So God Told Nehemiah to Rebuild the Wall

Evidently, somewhere along the way in the debate over Trump’s proposed Wall along the Mexican border, House Speaker Nancy Pelosi must have asked, “What would Jesus do?” I personally don’t remember her asking this, but many evangelicals started circulating a meme claiming that God told the Old Testament character, Nehemiah, to reconstruct the Wall around ancient Jerusalem; therefore, Jesus would presumably tell us to build our President’s “big, beautiful” Wall! The meme ends by saying to Pelosi something like, “So stop asking what Jesus would do and just read the Bible”

Huh? God told Nehemiah to rebuild the Wall around Jerusalem sometime in the fifth century B. C. (or BCE, if you prefer), so Jesus of Nazareth would instruct the 21st century United States to build a wall of protection along the Mexican border. Right? Yeah, right! This is so convoluted it’s not even funny, but folks shooting this meme around are actually quite serious, and will even add the fact that there is (supposedly) a wall around heaven, or the New Jerusalem, as it’s described in the apocalyptic Book of Revelation, perhaps the most symbolic and esoteric book in the Bible.

Of course, Nehemiah was also a eunuch, so maybe we should think about something similar for our POTUS??? 

Ah, but the lengths some will go to in order to prove a point… Ridiculous but often times funny, really! More later, and till then blessings to one and all!

 

Trafficking in People: What Solutions?

Thank heavens Republicans, Democrats, and the President were able to come to an agreement to at least temporarily reopen government, even if it is only for three weeks. At least the 800, 000 workers who have gone without pay will not only now go back to paying jobs, but will also receive very much needed backpay. Our prayers continue for them and their families.

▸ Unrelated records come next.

//! Image record decoding.
//!
//! Image messages carry their payload as a fixed big-endian record:
//!
//! | field             | type  | notes                              |
//! |-------------------|-------|------------------------------------|
//! | record tag        | `u64` | ASCII `IMGFRM01`                   |
//! | capture timestamp | `i64` | microseconds, embedded at capture  |
//! | width             | `i32` | pixels                             |
//! | height            | `i32` | pixels                             |
//! | row stride        | `i32` | bytes per row                      |
//! | pixel format      | `i32` | fourcc code, see [`PixelFormat`]   |
//! | size              | `i32` | length of `data` in bytes          |
//! | data              | bytes | already-encoded image bytes        |
//!
//! [`ImageRecord::decode`] parses a payload into an [`ImageRecord`] or
//! reports a [`UnlogError::ImageDecode`] carrying one of the negative error
//! codes below. The `data` buffer is the image in its final encoded form
//! (typically JPEG); this crate never reinterprets or re-encodes it.

use byteorder::{BigEndian, ReadBytesExt};

use crate::error::UnlogError;

/// The tag that begins every image record: ASCII `IMGFRM01`.
pub const RECORD_TAG: u64 = u64::from_be_bytes(*b"IMGFRM01");

/// Decode error code: the payload ended before the record did.
pub const DECODE_ERR_TRUNCATED: i32 = -1;
/// Decode error code: the payload does not begin with [`RECORD_TAG`].
pub const DECODE_ERR_BAD_TAG: i32 = -2;
/// Decode error code: a dimension or length field is negative.
pub const DECODE_ERR_BAD_FIELD: i32 = -3;
/// Decode error code: the payload continues past the declared data size.
pub const DECODE_ERR_TRAILING: i32 = -4;

/// Pixel format of an image record's encoded data, as a fourcc code.
#[derive(Debug, Clone, Copy, PartialEq, Eq)]
pub enum PixelFormat {
    /// Motion JPEG (`MJPG`) — the data bytes are a complete JPEG image.
    Mjpeg,
    /// Packed 24-bit RGB (`RGB3`).
    Rgb,
    /// Packed 24-bit BGR (`BGR3`).
    Bgr,
    /// 8-bit grayscale (`GREY`).
    Gray,
    /// Any fourcc this crate does not recognise. Unknown formats decode and
    /// write normally; the code is preserved for inspection.
    Unknown(u32),
}

impl PixelFormat {
    /// Map a fourcc code to a pixel format.
    pub fn from_fourcc(code: u32) -> Self {
        match &code.to_be_bytes() {
            b"MJPG" => PixelFormat::Mjpeg,
            b"RGB3" => PixelFormat::Rgb,
            b"BGR3" => PixelFormat::Bgr,
            b"GREY" => PixelFormat::Gray,
            _ => PixelFormat::Unknown(code),
        }
    }

    /// The fourcc code for this pixel format.
    pub fn fourcc(self) -> u32 {
        match self {
            PixelFormat::Mjpeg => u32::from_be_bytes(*b"MJPG"),
            PixelFormat::Rgb => u32::from_be_bytes(*b"RGB3"),
            PixelFormat::Bgr => u32::from_be_bytes(*b"BGR3"),
            PixelFormat::Gray => u32::from_be_bytes(*b"GREY"),
            PixelFormat::Unknown(code) => code,
        }
    }
}

/// A decoded image record.
///
/// Exists only transiently between decode and write: the scan loop decodes a
/// matched event, writes `data` verbatim, and drops the record before the
/// next event is read.
#[derive(Debug, Clone, PartialEq, Eq)]
pub struct ImageRecord {
    /// Capture timestamp in microseconds, embedded in the payload at capture
    /// time. Independent of the event's ingest timestamp.
    pub capture_timestamp: i64,
    /// Image width in pixels.
    pub width: u32,
    /// Image height in pixels.
    pub height: u32,
    /// Bytes per image row.
    pub row_stride: u32,
    /// Pixel format of the encoded data.
    pub pixel_format: PixelFormat,
    /// The image bytes in their final encoded form.
    pub data: Vec<u8>,
}

impl ImageRecord {
    /// Decode an event payload into an image record.
    ///
    /// # Errors
    ///
    /// Returns [`UnlogError::ImageDecode`] with one of the `DECODE_ERR_*`
    /// codes if the payload is truncated, mistagged, carries a negative
    /// field, or continues past its declared data size.
    pub fn decode(payload: &[u8]) -> Result<Self, UnlogError> {
        let mut cursor = payload;

        let tag = cursor
            .read_u64::<BigEndian>()
            .map_err(|_| decode_error(DECODE_ERR_TRUNCATED, "payload shorter than record tag"))?;
        if tag != RECORD_TAG {
            return Err(decode_error(
                DECODE_ERR_BAD_TAG,
                format!("unrecognised record tag {tag:#018x}"),
            ));
        }

        let capture_timestamp = read_i64(&mut cursor, "capture timestamp")?;
        let width = read_dimension(&mut cursor, "width")?;
        let height = read_dimension(&mut cursor, "height")?;
        let row_stride = read_dimension(&mut cursor, "row stride")?;
        let pixel_format = PixelFormat::from_fourcc(read_i32(&mut cursor, "pixel format")? as u32);
        let size = read_i32(&mut cursor, "size")?;

        if size < 0 {
            return Err(decode_error(
                DECODE_ERR_BAD_FIELD,
                format!("negative data size {size}"),
            ));
        }
        let size = size as usize;

        if cursor.len() < size {
            return Err(decode_error(
                DECODE_ERR_TRUNCATED,
                format!("data truncated: declared {size} bytes, {} remain", cursor.len()),
            ));
        }
        if cursor.len() > size {
            return Err(decode_error(
                DECODE_ERR_TRAILING,
                format!("{} bytes past the declared data size", cursor.len() - size),
            ));
        }

        Ok(Self {
            capture_timestamp,
            width,
            height,
            row_stride,
            pixel_format,
            data: cursor.to_vec(),
        })
    }

    /// Size of the encoded image data in bytes.
    ///
    /// Always equal to `self.data.len()`; a record cannot be constructed by
    /// [`decode`](ImageRecord::decode) otherwise.
    pub fn size(&self) -> usize {
        self.data.len()
    }
}

fn decode_error(code: i32, reason: impl Into<String>) -> UnlogError {
    UnlogError::ImageDecode {
        code,
        reason: reason.into(),
    }
}

fn read_i64(cursor: &mut &[u8], field: &str) -> Result<i64, UnlogError> {
    cursor
        .read_i64::<BigEndian>()
        .map_err(|_| decode_error(DECODE_ERR_TRUNCATED, format!("payload ends inside {field}")))
}

fn read_i32(cursor: &mut &[u8], field: &str) -> Result<i32, UnlogError> {
    cursor
        .read_i32::<BigEndian>()
        .map_err(|_| decode_error(DECODE_ERR_TRUNCATED, format!("payload ends inside {field}")))
}

fn read_dimension(cursor: &mut &[u8], field: &str) -> Result<u32, UnlogError> {
    let value = read_i32(cursor, field)?;
    if value < 0 {
        return Err(decode_error(
            DECODE_ERR_BAD_FIELD,
            format!("negative {field} {value}"),
        ));
    }
    Ok(value as u32)
}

In his remarks about this temporary agreement, though, President Trump used his time to make yet another pitch for the Wall. Well, we’ve heard his claims over and over again, and in this blog (as well as many other blogs and outlets), these claims have been reviewed … mostly. One that I personally have overlooked, however, has been his claim that thousands of human trafficking victims are smuggled across our southern border.

My apologies go out to the President and his supporters for this tragic oversight. Human trafficking is an extremely horrible problem involving tens of thousands of individuals “trafficked into the U. S. yearly,” according to the U. S. Department of State. And, indeed, the “Department of State also expresses that Mexico is the primary country of origin
for trafficking victims…” So, we do have a problem here, no doubt about it.

The U. S. Immigration and Customs Enforcement Agency recently reported:

In fiscal year 2016, HSI initiated 1,029 investigations with a nexus to human trafficking and recorded 1,952 arrests, 1,176 indictments, and 631 convictions; 435 victims were identified and assisted.

Impressive though this is, when comparing the above figures with the total number of individuals being trafficked into the country annually, we clearly have an awful lot of work to do, including better securing our southern border. How is this best achieved, though? Is the President correct in surmising that a strong, tall border wall from “sea to shining sea” will almost completely cut out human trafficking into the United States?

Several important factors in combatting human trafficking from Mexico involves Mexico itself, that is: Need for increased awareness, the strengthening of anti-trafficking laws, greater dedication to the enforcement of those laws, more compassionate response to and support of victims, and other necessary changes. Beyond this, though, there are some actions the United States can take.

According to Human Rights Along the U.S.-Mexico Border, which is a compilation of articles written on the subject, there needs to be “a comprehensive reform of U.S. immigration policy so that more people can come to the U.S. legally, instead of risking their lives and their livelihoods upon entrance.” The proponents of this idea also argue for “more effective usage and promotion of T-Visas.”

Another source, “Prostitution and Trafficking of Women and Children from Mexico to the United States,” argues that U.S. policies need specific improvements, including amending the requirement that “the burden of proof falls on the victims to show evidence of force, fraud, or coercion,” increasing victim services, and building stronger bilateral approaches with Mexico.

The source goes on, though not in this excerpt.